There are also big meetings at Racing TV tracks Huntingdon and Kelso on Sunday and, with more than 50 horses in my tracker entered (including five in one race!) I will need to be on my mettle as a missed winner is worse than backing a loser at this time of year!

Wetherby looks an absolute minefield at this early stage, but the first one I really like at Aintree is Killaro Boy in the Grand Sefton over the National fences.

Killaro Boy finished second at Aintree last time out

Having gone down by the narrowest margin in the Summer Cup at Uttoxeter in June, he then chased home the well handicapped Burtons Well in a competitive veterans’ chase over the Mildmay fences at Aintree in October.

I was quite taken by this imposing individual who, although lightly raced, had some pretty solid form when trained in Ireland, and he travelled and jumped with notable verve before being run down by the better horse on the day.

Everything about that performance suggested the National fences and the shorter trip would suit ideally and providing Nicky Henderson runs either Casablanca Mix or Gold Present he will have a lovely weight to carry.

Yes, it is a competitive race, but he rates a fairly confident choice to prove himself well handicapped off the same mark as last time and can provide trainer Henry Oliver with a big Saturday winner.

If Liverpool misses the forecast showers, I would be tempted to take on Native River at shortish odds in the Many Clouds Chase on the Mildmay Course, with old sparring partner Might Bite the obvious one at the weights.

However, I wouldn’t give up on my Charlie Hall tip Aso, who would have more chance of staying this extended three miles on better ground, while Black Corton ran a personal best on the figures at Ascot last time and with a fitness advantage, he could defy a pesky weight concession to the leading players.

Aso finished third in the Charlie Hall on his seasonal debut

I will be hoping to get the day off to a good start down at Chepstow where Éclair De Guye looks to have been let in lightly with just a 3lb rise for a cosy victory at Fontwell last time, while nothing really stood out on a wildly competitive looking Sandown card.
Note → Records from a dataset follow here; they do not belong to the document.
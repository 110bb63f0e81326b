//! Watermarks for racing fills against invalidations.
//!
//! Every cache tier carries a monotonically increasing invalidation sequence.
//! A reader takes a watermark before it calls the repository and hands it
//! back when it inserts the fetched value; the tier refuses the insert if the
//! key was invalidated (or the tier cleared) after that watermark was taken.

use std::sync::atomic::{AtomicU64, Ordering};

/// A point in a tier's invalidation history.
#[derive(Debug, Clone, Copy, PartialEq, Eq, PartialOrd, Ord, Hash, Default)]
pub struct Watermark {
    /// Invalidation sequence observed when the watermark was taken.
    pub sequence: u64,
}

impl Watermark {
    /// Create a watermark at the given sequence number.
    pub fn new(sequence: u64) -> Self {
        Self { sequence }
    }

    /// The watermark before any invalidation happened.
    pub fn zero() -> Self {
        Self { sequence: 0 }
    }

    /// Check if this watermark is newer than another.
    pub fn is_newer_than(&self, other: &Watermark) -> bool {
        self.sequence > other.sequence
    }

    /// Check if this watermark is at least as fresh as another.
    pub fn is_at_least(&self, other: &Watermark) -> bool {
        self.sequence >= other.sequence
    }
}

/// Source of watermarks for one tier.
#[derive(Debug, Default)]
pub struct InvalidationClock {
    sequence: AtomicU64,
}

impl InvalidationClock {
    pub fn new() -> Self {
        Self::default()
    }

    /// Watermark for a fill that is about to start.
    pub fn current(&self) -> Watermark {
        Watermark::new(self.sequence.load(Ordering::Acquire))
    }

    /// Advance the clock and return the watermark of the new invalidation.
    pub fn advance(&self) -> Watermark {
        Watermark::new(self.sequence.fetch_add(1, Ordering::AcqRel) + 1)
    }
}
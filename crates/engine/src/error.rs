use stockpile_core::bulk_operation::ValidationError;
use stockpile_core::error::CoreError;

use crate::store::StoreError;

/// Errors that abort a bulk operation before any record is processed.
///
/// Per-record store failures never surface here; they are captured in the
/// batch result.
#[derive(Debug, Clone, PartialEq, thiserror::Error)]
pub enum EngineError {
    /// The request failed validation.
    #[error(transparent)]
    Validation(#[from] ValidationError),

    /// The record store could not be reached; the batch did not run.
    #[error("Record store unavailable: {0}")]
    Store(#[source] StoreError),
}

impl From<EngineError> for CoreError {
    fn from(err: EngineError) -> Self {
        match err {
            EngineError::Validation(v) => v.into(),
            EngineError::Store(s) => CoreError::Internal(s.to_string()),
        }
    }
}

#[cfg(test)]
mod tests {
    use super::*;

    #[test]
    fn validation_error_is_transparent() {
        let err = EngineError::from(ValidationError::EmptySelection);
        assert_eq!(err.to_string(), "At least one record must be selected");
    }

    #[test]
    fn store_error_maps_to_internal_core_error() {
        let err = EngineError::Store(StoreError::Unavailable("connection refused".into()));
        let core: CoreError = err.into();
        assert!(matches!(core, CoreError::Internal(msg) if msg.contains("connection refused")));
    }
}
//! Transaction builder arithmetic: line totals, discounts, tax and stock deltas.
//!
//! A transaction is a list of lines against inventory items. Totals are
//! computed line by line and rounded half-up to cents at each step, the same
//! way a printed receipt would show them.

use rust_decimal::Decimal;
use serde::{Deserialize, Serialize};

use crate::error::CoreError;
use crate::money::{round_money, validate_non_negative};
use crate::types::RecordId;

// ---------------------------------------------------------------------------
// Constants
// ---------------------------------------------------------------------------

/// Maximum number of lines on a single transaction.
pub const MAX_TRANSACTION_LINES: usize = 500;

pub const KIND_SALE: &str = "sale";
pub const KIND_PURCHASE: &str = "purchase";
pub const KIND_ADJUSTMENT: &str = "adjustment";
pub const KIND_TRANSFER: &str = "transfer";

/// All valid transaction kind strings.
pub const VALID_KINDS: &[&str] = &[KIND_SALE, KIND_PURCHASE, KIND_ADJUSTMENT, KIND_TRANSFER];

// ---------------------------------------------------------------------------
// Enums
// ---------------------------------------------------------------------------

#[derive(Debug, Clone, Copy, PartialEq, Eq, Serialize, Deserialize)]
#[serde(rename_all = "snake_case")]
pub enum TransactionKind {
    Sale,
    Purchase,
    Adjustment,
    Transfer,
}

impl TransactionKind {
    /// Convert from a stored string value.
    pub fn from_str_value(s: &str) -> Result<Self, CoreError> {
        match s {
            KIND_SALE => Ok(Self::Sale),
            KIND_PURCHASE => Ok(Self::Purchase),
            KIND_ADJUSTMENT => Ok(Self::Adjustment),
            KIND_TRANSFER => Ok(Self::Transfer),
            _ => Err(CoreError::Validation(format!(
                "Invalid transaction kind '{s}'. Must be one of: {}",
                VALID_KINDS.join(", ")
            ))),
        }
    }

    pub fn as_str(&self) -> &'static str {
        match self {
            Self::Sale => KIND_SALE,
            Self::Purchase => KIND_PURCHASE,
            Self::Adjustment => KIND_ADJUSTMENT,
            Self::Transfer => KIND_TRANSFER,
        }
    }
}

// ---------------------------------------------------------------------------
// Types
// ---------------------------------------------------------------------------

/// One line of a transaction.
#[derive(Debug, Clone, PartialEq, Serialize, Deserialize)]
pub struct TransactionLine {
    pub item_id: RecordId,
    pub quantity: i64,
    pub unit_price: Decimal,
    /// Per-line discount in percent, `0..=100`.
    #[serde(default)]
    pub discount_percent: Decimal,
}

/// Computed totals for a transaction.
#[derive(Debug, Clone, PartialEq, Eq, Serialize, Deserialize)]
pub struct TransactionTotals {
    /// Sum of `quantity * unit_price` before discounts.
    pub subtotal: Decimal,
    /// Sum of per-line discounts.
    pub discount: Decimal,
    /// Tax on the discounted amount.
    pub tax: Decimal,
    /// `subtotal - discount + tax`.
    pub total: Decimal,
}

// ---------------------------------------------------------------------------
// Validation
// ---------------------------------------------------------------------------

/// Validate that a percentage lies within `[0, 100]`.
pub fn validate_percent(value: Decimal, name: &str) -> Result<(), CoreError> {
    if value < Decimal::ZERO || value > Decimal::ONE_HUNDRED {
        return Err(CoreError::Validation(format!(
            "{name} must be between 0 and 100, got {value}"
        )));
    }
    Ok(())
}

/// Validate a transaction before totals are computed or stock is moved.
///
/// Sales, purchases and transfers need positive quantities. Adjustments may
/// go either way but a zero adjustment is meaningless.
pub fn validate_transaction(
    kind: TransactionKind,
    lines: &[TransactionLine],
    tax_rate_percent: Decimal,
) -> Result<(), CoreError> {
    if lines.is_empty() {
        return Err(CoreError::Validation(
            "Transaction must have at least one line".to_string(),
        ));
    }
    if lines.len() > MAX_TRANSACTION_LINES {
        return Err(CoreError::Validation(format!(
            "Transaction has {} lines, exceeding the maximum of {MAX_TRANSACTION_LINES}",
            lines.len()
        )));
    }
    validate_percent(tax_rate_percent, "Tax rate")?;

    for (index, line) in lines.iter().enumerate() {
        let line_no = index + 1;
        if line.item_id.trim().is_empty() {
            return Err(CoreError::Validation(format!(
                "Line {line_no}: item id must not be empty"
            )));
        }
        match kind {
            TransactionKind::Adjustment if line.quantity == 0 => {
                return Err(CoreError::Validation(format!(
                    "Line {line_no}: adjustment quantity must not be zero"
                )));
            }
            TransactionKind::Adjustment => {}
            _ if line.quantity <= 0 => {
                return Err(CoreError::Validation(format!(
                    "Line {line_no}: quantity must be positive, got {}",
                    line.quantity
                )));
            }
            _ => {}
        }
        validate_non_negative(line.unit_price, &format!("Line {line_no}: unit price"))?;
        validate_percent(line.discount_percent, &format!("Line {line_no}: discount"))?;
    }
    validate_amount_range(lines)
}

/// Reject lines whose amounts do not fit in a [`Decimal`].
///
/// The subtotal magnitude must leave room for a percentage to be applied
/// to it, which keeps every figure in [`compute_totals`] in range.
fn validate_amount_range(lines: &[TransactionLine]) -> Result<(), CoreError> {
    let mut magnitude = Decimal::ZERO;
    for (index, line) in lines.iter().enumerate() {
        magnitude = line
            .unit_price
            .checked_mul(Decimal::from(line.quantity))
            .and_then(|gross| magnitude.checked_add(gross.abs()))
            .ok_or_else(|| {
                CoreError::Validation(format!("Line {}: amount is out of range", index + 1))
            })?;
    }
    if magnitude.checked_mul(Decimal::ONE_HUNDRED).is_none() {
        return Err(CoreError::Validation(
            "Transaction total is out of range".to_string(),
        ));
    }
    Ok(())
}

// ---------------------------------------------------------------------------
// Computation
// ---------------------------------------------------------------------------

/// Gross amount of a line before discount, rounded to cents.
pub fn compute_line_gross(line: &TransactionLine) -> Decimal {
    round_money(line.unit_price.saturating_mul(Decimal::from(line.quantity)))
}

/// Discount amount of a line, rounded to cents.
pub fn compute_line_discount(line: &TransactionLine) -> Decimal {
    round_money(compute_line_gross(line).saturating_mul(line.discount_percent) / Decimal::ONE_HUNDRED)
}

/// Net amount of a line after its discount.
pub fn compute_line_total(line: &TransactionLine) -> Decimal {
    compute_line_gross(line).saturating_sub(compute_line_discount(line))
}

/// Compute subtotal, discount, tax and grand total for a set of lines.
///
/// Exact for any input [`validate_transaction`] accepts; beyond that the
/// figures saturate at the bounds of [`Decimal`].
pub fn compute_totals(lines: &[TransactionLine], tax_rate_percent: Decimal) -> TransactionTotals {
    let subtotal = lines
        .iter()
        .map(compute_line_gross)
        .fold(Decimal::ZERO, Decimal::saturating_add);
    let discount = lines
        .iter()
        .map(compute_line_discount)
        .fold(Decimal::ZERO, Decimal::saturating_add);
    let taxable = subtotal.saturating_sub(discount);
    let tax = round_money(taxable.saturating_mul(tax_rate_percent) / Decimal::ONE_HUNDRED);

    TransactionTotals {
        subtotal,
        discount,
        tax,
        total: taxable.saturating_add(tax),
    }
}

/// Signed change in on-hand stock a transaction line causes at its item.
///
/// A transfer moves stock between locations and leaves the item's total
/// quantity unchanged.
pub fn stock_delta(kind: TransactionKind, quantity: i64) -> i64 {
    match kind {
        TransactionKind::Sale => -quantity,
        TransactionKind::Purchase | TransactionKind::Adjustment => quantity,
        TransactionKind::Transfer => 0,
    }
}

// ---------------------------------------------------------------------------
// Tests
// ---------------------------------------------------------------------------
On Sunday, Huntingdon host their big race day of the year featuring the Peterborough Chase, although with running plans far from clear as I write there seems little point on speculating who might be taking home the £37k prize.

In the earlier novice chase though, it is interesting to see Breaking Waves entered just a fortnight after a lamentable effort when strongly fancied for a competitive handicap hurdle at Haydock.

He looked to have gone amiss from an early stage but clearly the five-year-old has been given a clean bill of health, and with trainer Noel Williams still in fine form I’ll be looking to claw back Lancashire losses - and then some - at a track where he won his bumper and novice hurdle.

I do love my bumpers as a betting medium and none has impressed more this season than Harry Fry’s scopey mare White Hart Lady, who should take the world of beating later on the Huntingdon card as I thought she would come on plenty before hosing up at Aintree six weeks ago.

Finally, Ruth Jefferson’s horses have been running well of late and she has a few entries over the weekend, not least stable star Waiting Patiently who has three options, and will no doubt run where the ground is softest.

However, the one I like is Blossoming Forth who showed a good deal of promise on her hurdles debut at Wetherby last time, and I am hoping this Irish point-to-point winner can get off the mark under rules in a novices' hurdle for mares up at Kelso on Sunday.